Breadcrumbs Pt 3: Answering an inner voice and suddenly opening the floodgates of expression
As I wrote this I realized I don't want to leave anything out. This is the most pivotal part of my life and deserves 2 posts. So there will be a Part 4!
In 2018, after a year of doing pet portraits for friends, I yearned for a looser, more free way of doing art. The dogs took a lot of focus, time, and accuracy and while the outcome is always gratifying (including handing the piece to the owner and seeing the love!), a voice inside me was asking for expression. Expression versus representation.

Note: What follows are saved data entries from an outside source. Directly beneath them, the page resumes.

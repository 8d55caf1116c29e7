//! `reqwest` implementation of [`CatalogApi`].

use super::{error_message, ApiError, CatalogApi};
use crate::model::{FilterState, Product, ResultSet};
use async_trait::async_trait;
use serde::de::DeserializeOwned;
use tracing::{debug, instrument, warn};
use url::Url;

/// Catalog client for a backend at `base` (scheme, host and optional prefix).
#[derive(Debug, Clone)]
pub struct HttpCatalog {
    client: reqwest::Client,
    base: Url,
}

impl HttpCatalog {
    pub fn new(base: Url) -> Self {
        Self::with_client(reqwest::Client::new(), base)
    }

    pub fn with_client(client: reqwest::Client, base: Url) -> Self {
        Self { client, base }
    }

    /// `{base}/api/products/{segments..}`, each segment percent-encoded.
    pub fn endpoint(&self, segments: &[&str]) -> Url {
        let mut url = self.base.clone();
        if let Ok(mut path) = url.path_segments_mut() {
            path.pop_if_empty()
                .extend(["api", "products"])
                .extend(segments);
        }
        url
    }

    pub fn search_url(&self, filters: &FilterState) -> Url {
        let mut url = self.endpoint(&["search"]);
        url.query_pairs_mut().extend_pairs(search_params(filters));
        url
    }

    async fn get_json<T: DeserializeOwned>(&self, url: Url) -> Result<T, ApiError> {
        debug!(%url, "GET");
        let response = self.client.get(url).send().await?;

        let status = response.status();
        if !status.is_success() {
            let body = response.text().await.unwrap_or_default();
            let message = error_message(status.as_u16(), &body);
            warn!(status = status.as_u16(), %message, "Request rejected");
            return Err(ApiError::Status {
                status: status.as_u16(),
                message,
            });
        }

        response
            .json::<T>()
            .await
            .map_err(|e| ApiError::Decode(e.to_string()))
    }
}

/// Query parameters of the search endpoint, in the order the backend
/// documents them.
pub fn search_params(filters: &FilterState) -> [(&'static str, String); 6] {
    [
        ("page", filters.page.to_string()),
        ("query", filters.query.clone()),
        ("category", filters.category.clone()),
        ("price", filters.price.clone()),
        ("rating", filters.rating.clone()),
        ("order", filters.order.clone()),
    ]
}

#[async_trait]
impl CatalogApi for HttpCatalog {
    #[instrument(skip(self))]
    async fn search(&self, filters: &FilterState) -> Result<ResultSet, ApiError> {
        self.get_json(self.search_url(filters)).await
    }

    #[instrument(skip(self))]
    async fn categories(&self) -> Result<Vec<String>, ApiError> {
        self.get_json(self.endpoint(&["categories"])).await
    }

    #[instrument(skip(self))]
    async fn product_by_slug(&self, slug: &str) -> Result<Product, ApiError> {
        self.get_json(self.endpoint(&["slug", slug])).await
    }

    #[instrument(skip(self))]
    async fn product_by_id(&self, id: &str) -> Result<Product, ApiError> {
        self.get_json(self.endpoint(&[id])).await
    }
}

#[cfg(test)]
mod tests {
    use super::*;
    use tokio::io::{AsyncReadExt, AsyncWriteExt};
    use tokio::net::TcpListener;

    fn catalog(base: &str) -> HttpCatalog {
        HttpCatalog::new(Url::parse(base).unwrap())
    }

    #[test]
    fn test_endpoints_under_base() {
        let api = catalog("http://localhost:5000");
        assert_eq!(
            api.endpoint(&["categories"]).as_str(),
            "http://localhost:5000/api/products/categories"
        );

        let prefixed = catalog("https://shop.example.com/v1/");
        assert_eq!(
            prefixed.endpoint(&["slug", "slim shirt"]).as_str(),
            "https://shop.example.com/v1/api/products/slug/slim%20shirt"
        );
    }

    #[test]
    fn test_search_url_carries_all_params() {
        let api = catalog("http://localhost:5000");
        let filters = FilterState {
            category: "Shirts".into(),
            query: "blue & white".into(),
            ..FilterState::default()
        };
        assert_eq!(
            api.search_url(&filters).as_str(),
            "http://localhost:5000/api/products/search?page=1&query=blue+%26+white&category=Shirts&price=all&rating=all&order=newest"
        );
    }

    /// Answers a single HTTP request with `status`, `content_type` and `body`.
    async fn serve_once(status: &'static str, content_type: &'static str, body: &'static str) -> HttpCatalog {
        let listener = TcpListener::bind("127.0.0.1:0").await.unwrap();
        let addr = listener.local_addr().unwrap();
        tokio::spawn(async move {
            let (mut socket, _) = listener.accept().await.unwrap();
            let mut request = Vec::new();
            let mut buf = [0u8; 1024];
            while !request.windows(4).any(|w| w == b"\r\n\r\n") {
                let n = socket.read(&mut buf).await.unwrap();
                if n == 0 {
                    break;
                }
                request.extend_from_slice(&buf[..n]);
            }
            let response = format!(
                "HTTP/1.1 {status}\r\nContent-Type: {content_type}\r\nContent-Length: {}\r\nConnection: close\r\n\r\n{body}",
                body.len()
            );
            socket.write_all(response.as_bytes()).await.unwrap();
            let _ = socket.shutdown().await;
        });
        catalog(&format!("http://{addr}"))
    }

    #[tokio::test]
    async fn test_success_body_is_decoded() {
        let api = serve_once("200 OK", "application/json", r#"["Pants","Shirts"]"#).await;
        assert_eq!(api.categories().await.unwrap(), ["Pants", "Shirts"]);
    }

    #[tokio::test]
    async fn test_not_found_uses_body_message() {
        let api = serve_once(
            "404 Not Found",
            "application/json",
            r#"{"message":"Product Not Found"}"#,
        )
        .await;
        let err = api.product_by_slug("ghost").await.unwrap_err();
        assert_eq!(
            err,
            ApiError::Status {
                status: 404,
                message: "Product Not Found".into()
            }
        );
        assert_eq!(err.to_string(), "Product Not Found");
    }

    #[tokio::test]
    async fn test_server_error_without_message_names_status() {
        let api = serve_once(
            "500 Internal Server Error",
            "text/html",
            "<html><body>Internal Server Error</body></html>",
        )
        .await;
        let err = api.search(&FilterState::default()).await.unwrap_err();
        assert_eq!(
            err,
            ApiError::Status {
                status: 500,
                message: "Request failed with status code 500".into()
            }
        );
    }

    #[tokio::test]
    async fn test_malformed_body_is_decode_error() {
        let api = serve_once("200 OK", "application/json", r#"{"products":"nope"}"#).await;
        let err = api.search(&FilterState::default()).await.unwrap_err();
        assert!(matches!(err, ApiError::Decode(_)), "got {err:?}");
    }

    #[tokio::test]
    async fn test_closed_port_is_transport_error() {
        let listener = TcpListener::bind("127.0.0.1:0").await.unwrap();
        let addr = listener.local_addr().unwrap();
        drop(listener);

        let api = catalog(&format!("http://{addr}"));
        let err = api.categories().await.unwrap_err();
        assert!(matches!(err, ApiError::Transport(_)), "got {err:?}");
    }
}
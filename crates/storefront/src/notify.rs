//! Transient user notifications ("toasts").

use tokio::sync::mpsc;
use tracing::warn;

/// Receives short-lived error messages meant for the user.
pub trait Notifier: Send + Sync {
    fn error(&self, message: &str);
}

/// Writes notifications to the log.
#[derive(Debug, Clone, Default)]
pub struct LogNotifier;

impl Notifier for LogNotifier {
    fn error(&self, message: &str) {
        warn!(%message, "Notification");
    }
}

/// Forwards notifications to a channel, for a UI loop or a test to drain.
#[derive(Debug, Clone)]
pub struct ChannelNotifier {
    sender: mpsc::UnboundedSender<String>,
}

impl ChannelNotifier {
    pub fn new() -> (Self, mpsc::UnboundedReceiver<String>) {
        let (sender, receiver) = mpsc::unbounded_channel();
        (Self { sender }, receiver)
    }
}

impl Notifier for ChannelNotifier {
    fn error(&self, message: &str) {
        // Nobody listening is fine for a toast
        let _ = self.sender.send(message.to_string());
    }
}
//! # Generic Client
//!
//! This module defines the generic client for communicating with screens.

use crate::error::FrameworkError;
use crate::message::{Navigation, ScreenRequest, Snapshot};
use crate::screen::Screen;
use tokio::sync::{mpsc, oneshot};

/// A type-safe client for a running [`ScreenActor`](crate::ScreenActor).
///
/// Holds only a sender, so cloning is cheap and clones can be shared across
/// tasks. When the last clone is dropped the actor shuts down.
pub struct ScreenClient<S: Screen> {
    sender: mpsc::Sender<ScreenRequest<S>>,
}

impl<S: Screen> Clone for ScreenClient<S> {
    fn clone(&self) -> Self {
        Self {
            sender: self.sender.clone(),
        }
    }
}

impl<S: Screen> ScreenClient<S> {
    pub fn new(sender: mpsc::Sender<ScreenRequest<S>>) -> Self {
        Self { sender }
    }

    /// Moves the screen to `location`. Returns once the parameters are
    /// adopted; the load itself continues in the background.
    pub async fn navigate(
        &self,
        location: impl Into<String>,
    ) -> Result<Navigation<S::Params>, FrameworkError> {
        let (respond_to, response) = oneshot::channel();
        self.sender
            .send(ScreenRequest::Navigate {
                location: location.into(),
                respond_to,
            })
            .await
            .map_err(|_| FrameworkError::ActorClosed)?;
        response.await.map_err(|_| FrameworkError::ActorDropped)?
    }

    pub async fn snapshot(&self) -> Result<Snapshot<S::Params, S::Data>, FrameworkError> {
        let (respond_to, response) = oneshot::channel();
        self.sender
            .send(ScreenRequest::Snapshot { respond_to })
            .await
            .map_err(|_| FrameworkError::ActorClosed)?;
        response.await.map_err(|_| FrameworkError::ActorDropped)?
    }

    /// Waits until the load for the current parameters has committed.
    pub async fn settled(&self) -> Result<Snapshot<S::Params, S::Data>, FrameworkError> {
        let (respond_to, response) = oneshot::channel();
        self.sender
            .send(ScreenRequest::Settled { respond_to })
            .await
            .map_err(|_| FrameworkError::ActorClosed)?;
        response.await.map_err(|_| FrameworkError::ActorDropped)?
    }
}
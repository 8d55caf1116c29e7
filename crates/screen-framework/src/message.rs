//! # Screen Messages
//!
//! The message types exchanged between a [`ScreenClient`](crate::ScreenClient)
//! and its [`ScreenActor`](crate::ScreenActor), plus the values they reply with.

use crate::error::FrameworkError;
use crate::screen::Screen;
use crate::state::LoadState;
use tokio::sync::oneshot;

/// Type alias for the one-shot response channel used by screens.
pub type Response<T> = oneshot::Sender<Result<T, FrameworkError>>;

/// Point-in-time view of a screen.
#[derive(Debug, Clone, PartialEq)]
pub struct Snapshot<P, D> {
    /// Parameters currently adopted, `None` before the first navigation.
    pub params: Option<P>,
    /// Generation of the adopted parameters. Bumped on every load start.
    pub generation: u64,
    /// What the screen shows for `params`.
    pub state: LoadState<D>,
    /// Number of completed loads thrown away because they were stale.
    pub discarded: u64,
}

/// Reply to a navigation.
#[derive(Debug, Clone, PartialEq)]
pub struct Navigation<P> {
    /// Parameters adopted from the location.
    pub params: P,
    /// Generation after the navigation.
    pub generation: u64,
    /// Whether the navigation started a new load.
    pub reloaded: bool,
}

/// Requests a screen understands.
///
/// - **Navigate**: adopt the parameters of a new location; starts a load when
///   they differ from the current ones (or when the current load failed).
/// - **Snapshot**: read the current state without waiting.
/// - **Settled**: wait until the current parameters' load has committed.
#[derive(Debug)]
pub enum ScreenRequest<S: Screen> {
    Navigate {
        location: String,
        respond_to: Response<Navigation<S::Params>>,
    },
    Snapshot {
        respond_to: Response<Snapshot<S::Params, S::Data>>,
    },
    Settled {
        respond_to: Response<Snapshot<S::Params, S::Data>>,
    },
}
//! Conversion between locations and [`FilterState`].
//!
//! The location is the single source of truth for the search screen, so
//! these two functions are the whole contract between the address bar and
//! the screen: `parse_filters(&build_url(f, &FilterOverrides::new())) == f`.

use crate::model::{FilterOverrides, FilterState, ALL, DEFAULT_ORDER, DEFAULT_PAGE};
use std::borrow::Cow;
use url::form_urlencoded;

/// Path of the search screen. Navigating here clears every filter.
pub const SEARCH_PATH: &str = "/search";

/// Reads the six filter keys from a location.
///
/// Accepts a bare query (`?a=b` or `a=b`), a path with a query
/// (`/search?a=b`) or an absolute URL. Missing or empty keys fall back to
/// their defaults; for repeated keys the first one counts. Values are
/// otherwise passed through unchecked. A `page` that is not a non-negative
/// integer becomes `1`.
///
/// ```
/// use storefront::search_screen::parse_filters;
///
/// let filters = parse_filters("?category=Shirts&price=51-200");
/// assert_eq!(filters.category, "Shirts");
/// assert_eq!(filters.price, "51-200");
/// assert_eq!(filters.query, "all");
/// assert_eq!(filters.order, "newest");
/// assert_eq!(filters.page, 1);
/// ```
pub fn parse_filters(location: &str) -> FilterState {
    let pairs: Vec<(Cow<'_, str>, Cow<'_, str>)> =
        form_urlencoded::parse(query_part(location).as_bytes()).collect();

    let text = |key: &str, default: &str| -> String {
        first(&pairs, key).unwrap_or(default).to_string()
    };

    FilterState {
        category: text("category", ALL),
        query: text("query", ALL),
        price: text("price", ALL),
        rating: text("rating", ALL),
        order: text("order", DEFAULT_ORDER),
        page: first(&pairs, "page")
            .and_then(|page| page.parse().ok())
            .unwrap_or(DEFAULT_PAGE),
    }
}

/// Location of the search screen for `current` with `overrides` applied.
///
/// Pure. All six keys are always written, in a fixed order, so equal filter
/// states give byte-equal locations.
///
/// ```
/// use storefront::model::{FilterOverrides, FilterState};
/// use storefront::search_screen::build_url;
///
/// let url = build_url(&FilterState::default(), &FilterOverrides::new().order("lowest"));
/// assert_eq!(url, "/search?category=all&query=all&price=all&rating=all&order=lowest&page=1");
/// ```
pub fn build_url(current: &FilterState, overrides: &FilterOverrides) -> String {
    let next = current.apply(overrides);
    let query = form_urlencoded::Serializer::new(String::new())
        .append_pair("category", &next.category)
        .append_pair("query", &next.query)
        .append_pair("price", &next.price)
        .append_pair("rating", &next.rating)
        .append_pair("order", &next.order)
        .append_pair("page", &next.page.to_string())
        .finish();
    format!("{}?{}", SEARCH_PATH, query)
}

fn query_part(location: &str) -> &str {
    let location = location.split('#').next().unwrap_or_default();
    match location.split_once('?') {
        Some((_, query)) => query,
        // A path or absolute URL without a query carries no filters
        None if location.starts_with('/') || location.contains("://") => "",
        None => location,
    }
}

fn first<'a>(pairs: &'a [(Cow<'_, str>, Cow<'_, str>)], key: &str) -> Option<&'a str> {
    pairs
        .iter()
        .find(|(name, _)| name == key)
        .map(|(_, value)| value.as_ref())
        .filter(|value| !value.is_empty())
}
//! # Framework Errors
//!
//! Errors raised by the screen runtime itself, as opposed to the errors a
//! screen's own loader produces (those surface as `LoadState::Failed`).

/// Errors that can occur while talking to a running screen.
#[derive(Debug, Clone, PartialEq, thiserror::Error)]
pub enum FrameworkError {
    #[error("Screen closed")]
    ActorClosed,
    #[error("Screen dropped response channel")]
    ActorDropped,
}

I had no idea what that meant. I just felt it in my bones and started searching online for classes. I came across a class called "Mark Making" that was labeled as a drawing class, but the example works in the description seemed to answer that question "Can we do something else?" in the back of my mind. So I registered!
It was a huge financial commitment. More than I think I have ever spent on myself. But I had the privilege of affording it at the time and since it was in August, I considered it a gift to this Virgo. The class was a three-day course at the Grand Marais Art Colony "up north" in Minnesota on the coast of Lake Superior.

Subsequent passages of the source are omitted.